### The task:
Please copy every line of the records below that holds the word "other".

### Records provided:
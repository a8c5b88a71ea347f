//! Volume health criterion.
//!
//! Detects a consecutive-rise close pattern on selectively expanding volume
//! over the recent daily bars, then checks that the open of the most recent
//! strong bullish bar still holds as price support.
//!
//! The volume admission ladder depends on the rise length: brackets are
//! evaluated in descending rise-length order and the largest applicable
//! bracket's rule applies, overriding the two-day baseline.

use crate::domain::bar::Bar;
use crate::domain::context::EvaluationContext;
use crate::domain::criterion::{Criterion, CriterionResult};
use crate::domain::error::TickgateError;

/// Daily bars inspected, newest last.
const WINDOW: usize = 5;
/// Bars required before the pattern is worth evaluating at all.
const MIN_BARS: usize = 3;
/// Intraday gain qualifying a bar as "strong bullish".
const STRONG_GAIN: f64 = 0.04;

pub struct VolumeHealthCriterion;

impl VolumeHealthCriterion {
    fn check(&self, ctx: &EvaluationContext) -> Result<CriterionResult, TickgateError> {
        let bars = ctx.data.recent_daily_bars(&ctx.code, WINDOW)?;
        if bars.len() < MIN_BARS {
            return Ok(CriterionResult::fail("insufficient data")
                .with_metric("vol_summary", "insufficient data"));
        }
        if bars.iter().any(|b| !b.is_valid()) {
            return Ok(
                CriterionResult::fail("data abnormal").with_metric("vol_summary", "data abnormal")
            );
        }

        let rise_len = consecutive_rise_len(&bars);
        if rise_len < 2 {
            let reason = format!("consecutive rise too short: rise_len={rise_len}");
            return Ok(CriterionResult::fail(reason.clone())
                .with_metric("rise_len", rise_len)
                .with_metric("vol_summary", reason));
        }

        let (vol_inc, vol_dec) = volume_changes(&bars[bars.len() - rise_len..]);
        let summary = format!("rise_len={rise_len}, vol up {vol_inc} days, down {vol_dec} days");

        if !bracket_admits(rise_len, vol_inc, vol_dec) {
            return Ok(
                CriterionResult::fail(format!("volume pattern unhealthy: {summary}"))
                    .with_metric("rise_len", rise_len)
                    .with_metric("vol_inc", vol_inc)
                    .with_metric("vol_dec", vol_dec)
                    .with_metric("vol_summary", summary),
            );
        }

        let support = support_floor(&bars);
        let newest_close = bars[bars.len() - 1].close;
        let support_ok = match support {
            Some(floor) => newest_close >= floor,
            None => true,
        };

        if !support_ok {
            let summary = format!("{summary}; support: invalid");
            return Ok(
                CriterionResult::fail(format!("volume pattern unhealthy: {summary}"))
                    .with_metric("rise_len", rise_len)
                    .with_metric("vol_inc", vol_inc)
                    .with_metric("vol_dec", vol_dec)
                    .with_metric("support_ok", false)
                    .with_metric("vol_summary", summary),
            );
        }

        let summary = format!(
            "{summary}; support: {}",
            if support.is_some() { "valid" } else { "none" }
        );
        Ok(
            CriterionResult::pass(format!("volume pattern healthy: {summary}"))
                .with_metric("rise_len", rise_len)
                .with_metric("vol_inc", vol_inc)
                .with_metric("vol_dec", vol_dec)
                .with_metric("support_ok", true)
                .with_metric("vol_summary", summary),
        )
    }
}

/// Count of consecutive bars with strictly increasing close, counted backward
/// from the newest bar. At least 1 for a non-empty slice.
fn consecutive_rise_len(bars: &[Bar]) -> usize {
    let mut rise_len = 1;
    for i in (1..bars.len()).rev() {
        if bars[i].close > bars[i - 1].close {
            rise_len += 1;
        } else {
            break;
        }
    }
    rise_len
}

/// Pairwise volume increases and decreases across adjacent bars.
fn volume_changes(bars: &[Bar]) -> (usize, usize) {
    let mut inc = 0;
    let mut dec = 0;
    for pair in bars.windows(2) {
        if pair[1].volume > pair[0].volume {
            inc += 1;
        } else if pair[1].volume < pair[0].volume {
            dec += 1;
        }
    }
    (inc, dec)
}

/// Admission ladder, largest applicable bracket first.
fn bracket_admits(rise_len: usize, inc: usize, dec: usize) -> bool {
    if rise_len >= 5 {
        inc >= 3 && dec <= 2
    } else if rise_len == 4 {
        inc >= 3 && dec <= 1
    } else if rise_len == 3 {
        inc >= 2 && dec <= 1
    } else {
        // rise_len == 2 baseline
        inc >= 2 && dec == 0
    }
}

/// Open price of the nearest strong bullish bar, scanning backward from the
/// newest bar. `None` when no bar in the window qualifies.
fn support_floor(bars: &[Bar]) -> Option<f64> {
    bars.iter()
        .rev()
        .find(|b| b.intraday_gain() >= STRONG_GAIN)
        .map(|b| b.open)
}

impl Criterion for VolumeHealthCriterion {
    fn name(&self) -> &'static str {
        "volume_health"
    }

    fn evaluate(&self, ctx: &EvaluationContext) -> CriterionResult {
        match self.check(ctx) {
            Ok(result) => result,
            Err(e) => {
                eprintln!(
                    "warning: {} for {} ({}): {}",
                    self.name(),
                    ctx.code,
                    ctx.name,
                    e
                );
                CriterionResult::fail("computation error")
                    .with_metric("vol_summary", "computation error")
            }
        }
    }
}

#[cfg(test)]
mod tests {
    use super::*;
    use crate::domain::criteria::fixtures::{at, daily_bar, date, FixturePort};
    use crate::domain::criterion::MetricValue;
    use chrono::Duration;

    /// Bars from (open, close, volume) triples, one per weekday-ish date.
    fn bars(rows: &[(f64, f64, i64)]) -> Vec<Bar> {
        let start = date(2024, 3, 4);
        rows.iter()
            .enumerate()
            .map(|(i, (open, close, volume))| {
                daily_bar(start + Duration::days(i as i64), *open, *close, *volume)
            })
            .collect()
    }

    fn evaluate(rows: &[(f64, f64, i64)]) -> CriterionResult {
        let port = FixturePort {
            daily: bars(rows),
            ..Default::default()
        };
        let ctx = EvaluationContext::new("600519", "Test Stock", at(2024, 3, 12, 10, 0), &port);
        VolumeHealthCriterion.evaluate(&ctx)
    }

    fn int_metric(result: &CriterionResult, key: &str) -> i64 {
        match result.metrics.get(key) {
            Some(MetricValue::Int(v)) => *v,
            other => panic!("expected {key} metric, got {other:?}"),
        }
    }

    #[test]
    fn fewer_than_three_bars_is_insufficient() {
        let result = evaluate(&[(10.0, 10.5, 100), (10.5, 11.0, 110)]);
        assert!(!result.passed);
        assert_eq!(result.reason, "insufficient data");
    }

    #[test]
    fn invalid_bar_is_abnormal() {
        let result = evaluate(&[(10.0, 10.5, 100), (0.0, 11.0, 110), (11.0, 11.5, 120)]);
        assert!(!result.passed);
        assert_eq!(result.reason, "data abnormal");
    }

    #[test]
    fn no_rise_fails_with_rise_len() {
        // Newest close below its predecessor: rise_len stays 1.
        let result = evaluate(&[(10.0, 11.0, 100), (11.0, 12.0, 110), (12.0, 11.5, 120)]);
        assert!(!result.passed);
        assert_eq!(result.reason, "consecutive rise too short: rise_len=1");
        assert_eq!(int_metric(&result, "rise_len"), 1);
    }

    #[test]
    fn rise_of_two_cannot_meet_its_bracket() {
        // One adjacent pair in the sub-window can never yield two increases.
        let result = evaluate(&[
            (10.0, 10.8, 100),
            (10.8, 11.5, 120),
            (11.5, 11.6, 90),
            (11.6, 11.0, 130),
            (11.0, 11.2, 150),
        ]);
        assert!(!result.passed);
        assert_eq!(int_metric(&result, "rise_len"), 2);
        assert_eq!(int_metric(&result, "vol_inc"), 1);
        assert_eq!(int_metric(&result, "vol_dec"), 0);
        assert!(result.reason.contains("unhealthy"));
    }

    #[test]
    fn rise_of_three_passes_on_two_increases() {
        let result = evaluate(&[
            (10.0, 10.5, 100),
            (10.5, 11.0, 90),
            (11.0, 10.5, 80),
            (10.5, 11.2, 100),
            (11.2, 11.6, 120),
        ]);
        assert!(result.passed);
        assert_eq!(int_metric(&result, "rise_len"), 3);
        assert_eq!(int_metric(&result, "vol_inc"), 2);
        assert_eq!(int_metric(&result, "vol_dec"), 0);
        assert!(result.reason.contains("healthy"));
    }

    #[test]
    fn rise_of_three_fails_on_two_decreases() {
        let result = evaluate(&[
            (10.0, 10.5, 100),
            (10.5, 11.0, 90),
            (11.0, 10.5, 100),
            (10.5, 11.2, 80),
            (11.2, 11.6, 70),
        ]);
        assert!(!result.passed);
        assert_eq!(int_metric(&result, "vol_dec"), 2);
    }

    #[test]
    fn rise_of_four_needs_three_increases() {
        // inc=3, dec=0 over the last four bars: passes.
        let passing = evaluate(&[
            (11.0, 10.6, 100),
            (10.0, 10.5, 50),
            (10.5, 11.0, 60),
            (11.0, 11.5, 70),
            (11.5, 12.0, 80),
        ]);
        assert!(passing.passed);
        assert_eq!(int_metric(&passing, "rise_len"), 4);
        assert_eq!(int_metric(&passing, "vol_inc"), 3);

        // inc=2, dec=1: one increase short of the bracket.
        let failing = evaluate(&[
            (11.0, 10.6, 100),
            (10.0, 10.5, 50),
            (10.5, 11.0, 60),
            (11.0, 11.5, 70),
            (11.5, 12.0, 65),
        ]);
        assert!(!failing.passed);
        assert_eq!(int_metric(&failing, "vol_inc"), 2);
    }

    #[test]
    fn rise_of_five_allows_up_to_two_decreases() {
        let result = evaluate(&[
            (10.0, 10.5, 100),
            (10.5, 11.0, 110),
            (11.0, 11.5, 105),
            (11.5, 12.0, 120),
            (12.0, 12.5, 130),
        ]);
        assert!(result.passed);
        assert_eq!(int_metric(&result, "rise_len"), 5);
        assert_eq!(int_metric(&result, "vol_inc"), 3);
        assert_eq!(int_metric(&result, "vol_dec"), 1);
    }

    #[test]
    fn rise_of_five_fails_below_three_increases() {
        let result = evaluate(&[
            (10.0, 10.5, 100),
            (10.5, 11.0, 110),
            (11.0, 11.5, 90),
            (11.5, 12.0, 80),
            (12.0, 12.5, 150),
        ]);
        assert!(!result.passed);
        assert_eq!(int_metric(&result, "vol_inc"), 2);
        assert_eq!(int_metric(&result, "vol_dec"), 2);
    }

    #[test]
    fn support_holds_at_exact_boundary() {
        // Bar 0 gains exactly 4% from an open of 10.0; the newest close sits
        // exactly on that floor.
        let result = evaluate(&[
            (10.0, 10.4, 100),
            (10.4, 9.8, 90),
            (9.8, 9.9, 100),
            (9.9, 10.0, 110),
        ]);
        assert!(result.passed);
        assert_eq!(result.metrics.get("support_ok"), Some(&MetricValue::Bool(true)));
        assert!(result.reason.contains("support: valid"));
    }

    #[test]
    fn close_below_support_fails() {
        let result = evaluate(&[
            (10.0, 10.4, 100),
            (10.4, 9.7, 90),
            (9.7, 9.8, 100),
            (9.8, 9.99, 110),
        ]);
        assert!(!result.passed);
        assert_eq!(
            result.metrics.get("support_ok"),
            Some(&MetricValue::Bool(false))
        );
        assert!(result.reason.contains("support: invalid"));
    }

    #[test]
    fn no_strong_bar_satisfies_support_trivially() {
        let result = evaluate(&[
            (10.0, 10.1, 100),
            (10.1, 10.2, 110),
            (10.2, 10.3, 120),
        ]);
        assert!(result.passed);
        assert_eq!(result.metrics.get("support_ok"), Some(&MetricValue::Bool(true)));
        assert!(result.reason.contains("support: none"));
    }

    #[test]
    fn accessor_error_fails_closed() {
        let port = FixturePort {
            fail_with: Some("disk error".into()),
            ..Default::default()
        };
        let ctx = EvaluationContext::new("600519", "Test Stock", at(2024, 3, 12, 10, 0), &port);
        let result = VolumeHealthCriterion.evaluate(&ctx);

        assert!(!result.passed);
        assert_eq!(result.reason, "computation error");
    }

    mod properties {
        use super::*;
        use proptest::prelude::*;

        proptest! {
            // Same context, same verdict: evaluation is a pure function of
            // the backing data.
            #[test]
            fn evaluation_is_idempotent(
                rows in prop::collection::vec((1.0f64..100.0, 1.0f64..100.0, 0i64..1_000_000), 0..8)
            ) {
                let port = FixturePort {
                    daily: bars(&rows),
                    ..Default::default()
                };
                let ctx = EvaluationContext::new(
                    "600519",
                    "Test Stock",
                    at(2024, 3, 12, 10, 0),
                    &port,
                );
                let first = VolumeHealthCriterion.evaluate(&ctx);
                let second = VolumeHealthCriterion.evaluate(&ctx);
                prop_assert_eq!(&first, &second);
                prop_assert!(!first.reason.is_empty());
            }

            // A passing verdict always implies the pattern preconditions.
            #[test]
            fn pass_implies_rise_and_bracket(
                rows in prop::collection::vec((1.0f64..100.0, 1.0f64..100.0, 0i64..1_000_000), 3..6)
            ) {
                let result = evaluate(&rows);
                if result.passed {
                    match result.metrics.get("rise_len") {
                        Some(MetricValue::Int(v)) => prop_assert!(*v >= 2),
                        other => prop_assert!(false, "rise_len missing: {:?}", other),
                    }
                }
            }
        }
    }
}
/*!
定义[`Replica`]所需的各项配置信息

[`Replica`]: ../replica/struct.Replica.html
*/
use std::io::Write;
use std::time::Duration;

/// 配置信息结构体定义
pub struct Config {
    /// master的地址
    pub master_ip: String,
    /// master的端口
    pub master_port: u16,
    /// 用户名, 无用户名则设置为空
    pub master_user: String,
    /// 密码, 为空则跳过AUTH
    pub master_password: String,
    /// 通过REPLCONF ip-address上报的地址, None则不上报
    pub announce_ip: Option<String>,
    /// 通过REPLCONF listening-port上报的端口, None则不上报
    pub announce_port: Option<u16>,
    /// Replication ID, 若无此id, 设置为空即可
    pub master_replica_id: String,
    /// Replication Offset, 与`master_replica_id`一起设置时将尝试部分同步
    pub master_replica_offset: i64,
    /// 部分同步被master拒绝后, 是否降级为全量同步
    pub continue_if_partial_failed: bool,
    /// 全量同步期间接收RDB数据的sink, 接收完毕即被关闭(drop);
    /// None则丢弃整个RDB
    pub rdb_sink: Option<Box<dyn Write + Send>>,
    /// 全量同步完成后, 是否继续接收增量的AOF字节流
    pub continue_after_full_sync: bool,
    /// 接收AOF字节流的sink, None则丢弃
    pub aof_sink: Option<Box<dyn Write + Send>>,
    /// Read Timeout
    pub read_timeout: Option<Duration>,
    /// Write Timeout
    pub write_timeout: Option<Duration>,
}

### Answer section:
            other => panic!("expected {key} metric, got {other:?}"),
                        other => prop_assert!(false, "rise_len missing: {:?}", other),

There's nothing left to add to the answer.